── INPUT FOR THIS TASK ──

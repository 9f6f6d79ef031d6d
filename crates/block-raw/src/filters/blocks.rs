//! Container normalisation

use block_html::{NodeId, Tree};

use crate::filter::{FilterContext, NodeFilter, set_inner_html};
use crate::normalise::normalise_blocks;

fn normalise_inner(tree: &mut Tree, node: NodeId) {
    let html = normalise_blocks(&tree.inner_html(node));
    set_inner_html(tree, node, &html);
}

/// Gives the content of a `blockquote` paragraph structure.
#[derive(Debug, Default)]
pub struct BlockquoteNormaliser;

impl NodeFilter for BlockquoteNormaliser {
    fn name(&self) -> &'static str {
        "blockquote"
    }

    fn apply(&self, tree: &mut Tree, node: NodeId, _context: &FilterContext<'_>) {
        if tree.is_tag(node, "blockquote") {
            normalise_inner(tree, node);
        }
    }
}

/// Gives the content of a `div` paragraph structure so the div itself can
/// be unwrapped later.
#[derive(Debug, Default)]
pub struct DivNormaliser;

impl NodeFilter for DivNormaliser {
    fn name(&self) -> &'static str {
        "div"
    }

    fn apply(&self, tree: &mut Tree, node: NodeId, _context: &FilterContext<'_>) {
        if tree.is_tag(node, "div") {
            normalise_inner(tree, node);
        }
    }
}

/// Collects rows placed directly in a `table` into a `tbody`.
#[derive(Debug, Default)]
pub struct TableNormaliser;

impl NodeFilter for TableNormaliser {
    fn name(&self) -> &'static str {
        "table"
    }

    fn apply(&self, tree: &mut Tree, node: NodeId, _context: &FilterContext<'_>) {
        if !tree.is_tag(node, "table") {
            return;
        }
        let rows: Vec<NodeId> = tree
            .children(node)
            .into_iter()
            .filter(|child| tree.is_tag(*child, "tr"))
            .collect();
        let Some(first) = rows.first() else {
            return;
        };
        let body = tree.create_element("tbody");
        tree.insert_before(*first, body);
        for row in rows {
            tree.append(body, row);
        }
    }
}

#[cfg(test)]
mod tests {
    use super::*;
    use crate::filters::tests::run;
    use pretty_assertions::assert_eq;

    #[test]
    fn test_blockquote_text_becomes_paragraphs() {
        assert_eq!(
            run(&BlockquoteNormaliser, "<blockquote>One<br><br>Two</blockquote>"),
            "<blockquote><p>One</p><p>Two</p></blockquote>"
        );
    }

    #[test]
    fn test_div_content_is_normalised() {
        assert_eq!(
            run(&DivNormaliser, "<div>Loose <em>text</em><p>Para</p></div>"),
            "<div><p>Loose <em>text</em></p><p>Para</p></div>"
        );
    }

    #[test]
    fn test_loose_rows_get_a_body() {
        assert_eq!(
            run(&TableNormaliser, "<table><thead><tr><th>h</th></tr></thead><tr><td>1</td></tr><tr><td>2</td></tr></table>"),
            "<table><thead><tr><th>h</th></tr></thead><tbody><tr><td>1</td></tr><tr><td>2</td></tr></tbody></table>"
        );
    }
}
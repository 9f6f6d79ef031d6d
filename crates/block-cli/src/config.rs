//! Layered configuration for the `blocks` command
//!
//! Configuration is read from a hierarchy of TOML files, later layers
//! overriding earlier ones key by key:
//!
//! 1. Built-in defaults
//! 2. User config (`<config_dir>/blocks/config.toml`)
//! 3. Project config (`./blocks.toml`)
//! 4. An explicit `--config <path>`
//!
//! Command-line flags are applied on top by the caller.
//!
//! ```toml
//! [parse]
//! skip_autop = false
//!
//! [raw]
//! mode = "auto"
//! allow_unfiltered_html = false
//! target_tag = "p"
//!
//! [serialize]
//! strip_core_namespace = true
//!
//! [log]
//! level = "warn"
//! ```

use std::fs;
use std::path::{Path, PathBuf};

use block_model::{ParseOptions, SerializeOptions};
use block_raw::{RawInput, RawMode};
use serde::{Deserialize, Serialize};
use toml::Table;

use crate::error::ConfigError;

/// File name of the project layer.
pub const PROJECT_CONFIG: &str = "blocks.toml";

#[derive(Debug, Clone, Default, PartialEq, Eq, Serialize, Deserialize)]
#[serde(default)]
pub struct ParseConfig {
    /// Leave freeform content without added paragraphs.
    pub skip_autop: bool,
}

#[derive(Debug, Clone, Default, PartialEq, Eq, Serialize, Deserialize)]
#[serde(default)]
pub struct RawConfig {
    pub mode: RawMode,
    pub allow_unfiltered_html: bool,
    pub target_tag: Option<String>,
}

#[derive(Debug, Clone, PartialEq, Eq, Serialize, Deserialize)]
#[serde(default)]
pub struct SerializeConfig {
    pub strip_core_namespace: bool,
}

impl Default for SerializeConfig {
    fn default() -> Self {
        Self {
            strip_core_namespace: true,
        }
    }
}

#[derive(Debug, Clone, PartialEq, Eq, Serialize, Deserialize)]
#[serde(default)]
pub struct LogConfig {
    /// Default filter directive when `RUST_LOG` is unset.
    pub level: String,
}

impl Default for LogConfig {
    fn default() -> Self {
        Self {
            level: "warn".to_string(),
        }
    }
}

/// The effective configuration after all layers are merged.
#[derive(Debug, Clone, Default, PartialEq, Eq, Serialize, Deserialize)]
#[serde(default)]
pub struct Config {
    pub parse: ParseConfig,
    pub raw: RawConfig,
    pub serialize: SerializeConfig,
    pub log: LogConfig,
}

impl Config {
    pub fn parse_options(&self) -> ParseOptions {
        ParseOptions {
            skip_autop: self.parse.skip_autop,
        }
    }

    pub fn serialize_options(&self) -> SerializeOptions {
        SerializeOptions {
            strip_core_namespace: self.serialize.strip_core_namespace,
        }
    }

    /// Raw handler input carrying the configured mode and filtering.
    pub fn raw_input(&self, html: String, plain_text: Option<String>) -> RawInput {
        RawInput {
            html,
            plain_text,
            mode: self.raw.mode,
            target_tag: self.raw.target_tag.clone(),
            allow_unfiltered_html: self.raw.allow_unfiltered_html,
        }
    }
}

/// Overlays `layer` onto `base`, merging nested tables key by key.
fn merge_tables(base: &mut Table, layer: Table) {
    for (key, value) in layer {
        match (base.get_mut(&key), value) {
            (Some(toml::Value::Table(existing)), toml::Value::Table(incoming)) => merge_tables(existing, incoming),
            (_, value) => {
                base.insert(key, value);
            }
        }
    }
}

fn read_layer(path: &Path) -> Result<Table, ConfigError> {
    let content = fs::read_to_string(path).map_err(|source| ConfigError::Read {
        path: path.to_path_buf(),
        source,
    })?;
    content.parse::<Table>().map_err(|source| ConfigError::Parse {
        path: path.to_path_buf(),
        source,
    })
}

/// Resolves configuration by merging the configured layers.
pub struct ConfigResolver {
    working_dir: PathBuf,
    explicit: Option<PathBuf>,
    /// Override for the user config directory (used for testing).
    user_config_dir_override: Option<PathBuf>,
}

impl ConfigResolver {
    /// Create a resolver reading the project layer from `working_dir`
    pub fn new(working_dir: impl Into<PathBuf>) -> Self {
        Self {
            working_dir: working_dir.into(),
            explicit: None,
            user_config_dir_override: None,
        }
    }

    /// Add an explicit configuration file as the last layer.
    ///
    /// Unlike the discovered layers, a missing explicit file is an error.
    pub fn with_explicit(mut self, path: Option<PathBuf>) -> Self {
        self.explicit = path;
        self
    }

    /// Use `dir` instead of the platform config directory for the user layer.
    pub fn with_user_config_dir(mut self, dir: impl Into<PathBuf>) -> Self {
        self.user_config_dir_override = Some(dir.into());
        self
    }

    fn user_config_dir(&self) -> Option<PathBuf> {
        if let Some(ref dir) = self.user_config_dir_override {
            return Some(dir.clone());
        }
        dirs::config_dir().map(|d| d.join("blocks"))
    }

    /// Discovered layer files, in merge order, whether or not they exist.
    pub fn layer_paths(&self) -> Vec<PathBuf> {
        let mut paths = Vec::new();
        if let Some(dir) = self.user_config_dir() {
            paths.push(dir.join("config.toml"));
        }
        paths.push(self.working_dir.join(PROJECT_CONFIG));
        paths
    }

    /// Merge all layers over the defaults.
    ///
    /// Missing discovered layers are skipped. Invalid TOML in any layer, or
    /// a value of the wrong shape, is an error.
    pub fn resolve(&self) -> Result<Config, ConfigError> {
        let mut merged = Table::new();

        for path in self.layer_paths() {
            if path.is_file() {
                tracing::debug!(?path, "Loading configuration layer");
                merge_tables(&mut merged, read_layer(&path)?);
            } else {
                tracing::debug!(?path, "No configuration layer found, skipping");
            }
        }

        if let Some(ref path) = self.explicit {
            if !path.is_file() {
                return Err(ConfigError::NotFound { path: path.clone() });
            }
            tracing::debug!(?path, "Loading explicit configuration");
            merge_tables(&mut merged, read_layer(path)?);
        }

        Ok(toml::Value::Table(merged).try_into()?)
    }
}
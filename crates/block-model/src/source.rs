//! Attribute sourcing: reading attribute values out of saved markup.
//!
//! Values come either from the comment header or, for attributes that
//! declare a [`AttributeSource`], from the block's inner HTML. Every value is
//! then coerced to its declared type; a missing value takes the default, and
//! an attribute with neither is left out.

use crate::attribute::{AttributeDefinition, AttributeSchema, AttributeSource, AttributeType, Attributes};
use crate::coerce::coerce;
use block_html::{NodeData, NodeId, Tree};
use serde_json::{Map, Value};
use std::cell::OnceCell;
use tracing::warn;

/// A block's inner HTML, parsed at most once.
pub struct SourceDocument<'a> {
    html: &'a str,
    tree: OnceCell<Tree>,
}

impl<'a> SourceDocument<'a> {
    pub fn new(html: &'a str) -> Self {
        Self {
            html,
            tree: OnceCell::new(),
        }
    }

    pub fn html(&self) -> &'a str {
        self.html
    }

    pub fn tree(&self) -> &Tree {
        self.tree.get_or_init(|| Tree::parse_fragment(self.html))
    }
}

/// Resolves every attribute of `schema` for a block.
///
/// Header values win over markup for sourced attributes too, so values the
/// serializer had to write to the header are read back.
///
/// # Example
/// ```
/// use block_model::{AttributeDefinition, AttributeSchema, AttributeSource, Attributes};
/// use block_model::source::get_block_attributes;
/// use serde_json::json;
///
/// let mut schema = AttributeSchema::new();
/// schema.insert(
///     "url".into(),
///     AttributeDefinition::string().with_source(AttributeSource::attribute("img", "src")),
/// );
/// schema.insert("width".into(), AttributeDefinition::number());
///
/// let mut header = Attributes::new();
/// header.insert("width".into(), json!(300));
///
/// let attrs = get_block_attributes(&schema, r#"<img src="a.png">"#, &header);
/// assert_eq!(attrs["url"], json!("a.png"));
/// assert_eq!(attrs["width"], json!(300));
/// ```
pub fn get_block_attributes(schema: &AttributeSchema, inner_html: &str, header: &Attributes) -> Attributes {
    let document = SourceDocument::new(inner_html);
    schema
        .iter()
        .filter_map(|(key, definition)| {
            get_block_attribute(key, definition, &document, header).map(|value| (key.clone(), value))
        })
        .collect()
}

/// Resolves a single attribute; `None` when it has no value and no default.
pub fn get_block_attribute(
    key: &str,
    definition: &AttributeDefinition,
    document: &SourceDocument<'_>,
    header: &Attributes,
) -> Option<Value> {
    let from_header = header.get(key).cloned();
    let value = match (&definition.source, from_header) {
        (_, Some(value)) => Some(coerce(value, definition.kind)),
        (None, None) => None,
        (Some(source), None) => {
            let tree = document.tree();
            resolve_source(document, tree, tree.root(), source, definition.kind)
                .map(|raw| coerce_sourced(key, raw, definition.kind))
        }
    };
    finish(value, definition)
}

/// Reads the raw value a source describes, relative to `scope`.
///
/// Returns `None` when the source matches nothing.
pub fn resolve_source(
    document: &SourceDocument<'_>,
    tree: &Tree,
    scope: NodeId,
    source: &AttributeSource,
    kind: AttributeType,
) -> Option<Value> {
    match source {
        AttributeSource::Attribute {
            selector,
            attribute,
        } => {
            let value = target(tree, scope, selector.as_deref()).and_then(|node| tree.attr(node, attribute));
            if kind == AttributeType::Boolean {
                return Some(Value::Bool(value.is_some()));
            }
            value.map(|v| Value::String(v.to_string()))
        }
        AttributeSource::Property { selector, property } => {
            let node = target(tree, scope, selector.as_deref())?;
            property_value(tree, node, property)
        }
        AttributeSource::Text { selector } => {
            let node = target(tree, scope, selector.as_deref())?;
            Some(Value::String(tree.text_content(node)))
        }
        AttributeSource::Html {
            selector,
            multiline,
        } => {
            let Some(node) = target(tree, scope, selector.as_deref()) else {
                return Some(Value::String(String::new()));
            };
            let html = match multiline {
                Some(tag) => tree
                    .children(node)
                    .into_iter()
                    .filter(|child| tree.is_tag(*child, tag))
                    .map(|child| tree.outer_html(child))
                    .collect(),
                None => tree.inner_html(node),
            };
            Some(Value::String(html))
        }
        AttributeSource::Children { selector } => {
            let children = target(tree, scope, selector.as_deref())
                .map(|node| children_to_json(tree, node))
                .unwrap_or_default();
            Some(Value::Array(children))
        }
        AttributeSource::Node { selector } => {
            let node = target(tree, scope, selector.as_deref())?;
            node_to_json(tree, node)
        }
        AttributeSource::Query { selector, query } => {
            let items = tree
                .query_all(scope, selector)
                .into_iter()
                .map(|element| {
                    let object: Map<String, Value> = query
                        .iter()
                        .filter_map(|(key, definition)| {
                            let value = definition.source.as_ref().and_then(|source| {
                                resolve_source(document, tree, element, source, definition.kind)
                                    .map(|raw| coerce_sourced(key, raw, definition.kind))
                            });
                            finish(value, definition).map(|v| (key.clone(), v))
                        })
                        .collect();
                    Value::Object(object)
                })
                .collect();
            Some(Value::Array(items))
        }
        AttributeSource::Tag { selector } => {
            let node = target(tree, scope, selector.as_deref())?;
            tree.tag_name(node).map(|name| Value::String(name.to_lowercase()))
        }
        AttributeSource::Raw => Some(Value::String(if scope == tree.root() {
            document.html().to_string()
        } else {
            tree.inner_html(scope)
        })),
    }
}

/// Converts the children of `node` to structured JSON.
///
/// Text nodes become strings and elements become
/// `{"type": tag, "props": {...attributes, "children": [...]}}`. Comments
/// are dropped.
pub fn children_to_json(tree: &Tree, node: NodeId) -> Vec<Value> {
    tree.children(node)
        .into_iter()
        .filter_map(|child| node_to_json(tree, child))
        .collect()
}

/// Converts one node to structured JSON; see [`children_to_json`].
pub fn node_to_json(tree: &Tree, node: NodeId) -> Option<Value> {
    match tree.data(node) {
        NodeData::Text(text) => Some(Value::String(text.clone())),
        NodeData::Element(element) => {
            let mut props: Map<String, Value> = element
                .attrs
                .iter()
                .map(|(name, value)| (name.clone(), Value::String(value.clone())))
                .collect();
            props.insert("children".to_string(), Value::Array(children_to_json(tree, node)));
            let mut object = Map::new();
            object.insert("type".to_string(), Value::String(element.name.clone()));
            object.insert("props".to_string(), Value::Object(props));
            Some(Value::Object(object))
        }
        NodeData::Document => Some(Value::Array(children_to_json(tree, node))),
        NodeData::Comment(_) => None,
    }
}

fn target(tree: &Tree, scope: NodeId, selector: Option<&str>) -> Option<NodeId> {
    match selector {
        Some(selector) => tree.query(scope, selector),
        None => Some(scope),
    }
}

fn property_value(tree: &Tree, node: NodeId, property: &str) -> Option<Value> {
    let value = match property {
        "textContent" | "innerText" => tree.text_content(node),
        "innerHTML" => tree.inner_html(node),
        "outerHTML" => tree.outer_html(node),
        "nodeName" | "tagName" => tree.tag_name(node)?.to_uppercase(),
        "localName" => tree.tag_name(node)?.to_string(),
        "nodeValue" => tree.text(node)?.to_string(),
        "className" => tree.attr(node, "class").unwrap_or_default().to_string(),
        "id" => tree.attr(node, "id").unwrap_or_default().to_string(),
        "childElementCount" => {
            let count = tree.children(node).into_iter().filter(|c| tree.is_element(*c)).count();
            return Some(Value::from(count));
        }
        other => return tree.attr(node, other).map(|v| Value::String(v.to_string())),
    };
    Some(Value::String(value))
}

fn coerce_sourced(key: &str, raw: Value, kind: AttributeType) -> Value {
    let coerced = coerce(raw.clone(), kind);
    if coerced != raw {
        warn!(attribute = key, expected = %kind, found = %raw, "Coerced sourced attribute value");
    }
    coerced
}

fn finish(value: Option<Value>, definition: &AttributeDefinition) -> Option<Value> {
    match value {
        Some(value) if definition.is_allowed(&value) => Some(value),
        _ => definition.default.clone(),
    }
}
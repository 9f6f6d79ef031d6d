//! CLI argument parsing using clap derive

use std::path::PathBuf;

use block_raw::RawMode;
use clap::{Parser, Subcommand};

/// Parse, validate, serialize and convert block documents
#[derive(Parser, Debug)]
#[command(name = "blocks")]
#[command(author, version, about, long_about = None)]
pub struct Cli {
    /// Enable verbose output
    #[arg(short, long, global = true)]
    pub verbose: bool,

    /// Configuration file applied over the discovered layers
    #[arg(long, global = true, value_name = "PATH", env = "BLOCKS_CONFIG")]
    pub config: Option<PathBuf>,

    /// The command to run
    #[command(subcommand)]
    pub command: Option<Commands>,
}

/// Available commands
#[derive(Subcommand, Debug, Clone, PartialEq, Eq)]
pub enum Commands {
    /// Parse a document into blocks
    ///
    /// Examples:
    ///   blocks parse post.html
    ///   cat post.html | blocks parse --json
    Parse {
        /// Document to read; stdin when omitted or `-`
        input: Option<PathBuf>,

        /// Print the blocks as JSON
        #[arg(long)]
        json: bool,

        /// Leave classic content without added paragraphs
        #[arg(long)]
        skip_autop: bool,
    },

    /// Write blocks given as JSON back to a document
    ///
    /// Accepts the output of `blocks parse --json`, or any array of
    /// `{"name", "attributes", "innerBlocks"}` objects.
    Serialize {
        /// JSON to read; stdin when omitted or `-`
        input: Option<PathBuf>,

        /// Keep the `core/` namespace in delimiters
        #[arg(long)]
        keep_core_namespace: bool,
    },

    /// Check that every block's markup matches what its type would save
    Validate {
        /// Document to read; stdin when omitted or `-`
        input: Option<PathBuf>,

        /// Print the findings as JSON
        #[arg(long)]
        json: bool,
    },

    /// Convert pasted HTML, Markdown or plain text into blocks
    ///
    /// Examples:
    ///   blocks convert page.html
    ///   blocks convert --plain notes.md
    ///   blocks convert --mode inline snippet.html
    Convert {
        /// Content to read; stdin when omitted or `-`
        input: Option<PathBuf>,

        /// Treat the input as plain text or Markdown
        #[arg(long)]
        plain: bool,

        /// Output shape: auto, inline or blocks
        #[arg(long)]
        mode: Option<RawMode>,

        /// Tag of the element the content is pasted into
        #[arg(long)]
        target_tag: Option<String>,

        /// Keep embeds that are dropped by default
        #[arg(long)]
        allow_unfiltered_html: bool,

        /// Print blocks as JSON instead of markup
        #[arg(long)]
        json: bool,
    },

    /// List the registered block types
    Types {
        /// Only list types in this category
        #[arg(short, long)]
        category: Option<String>,

        /// Output as JSON for scripting
        #[arg(long)]
        json: bool,
    },
}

───

WHAT IS NEEDED » Check each line above for the word "markup" and copy the ones that have it.

WRITTEN RESPONSE »
//! Attribute sourcing: reading attribute values out of saved markup.
/// Header values win over markup for sourced attributes too, so values the
    /// Check that every block's markup matches what its type would save
        /// Print blocks as JSON instead of markup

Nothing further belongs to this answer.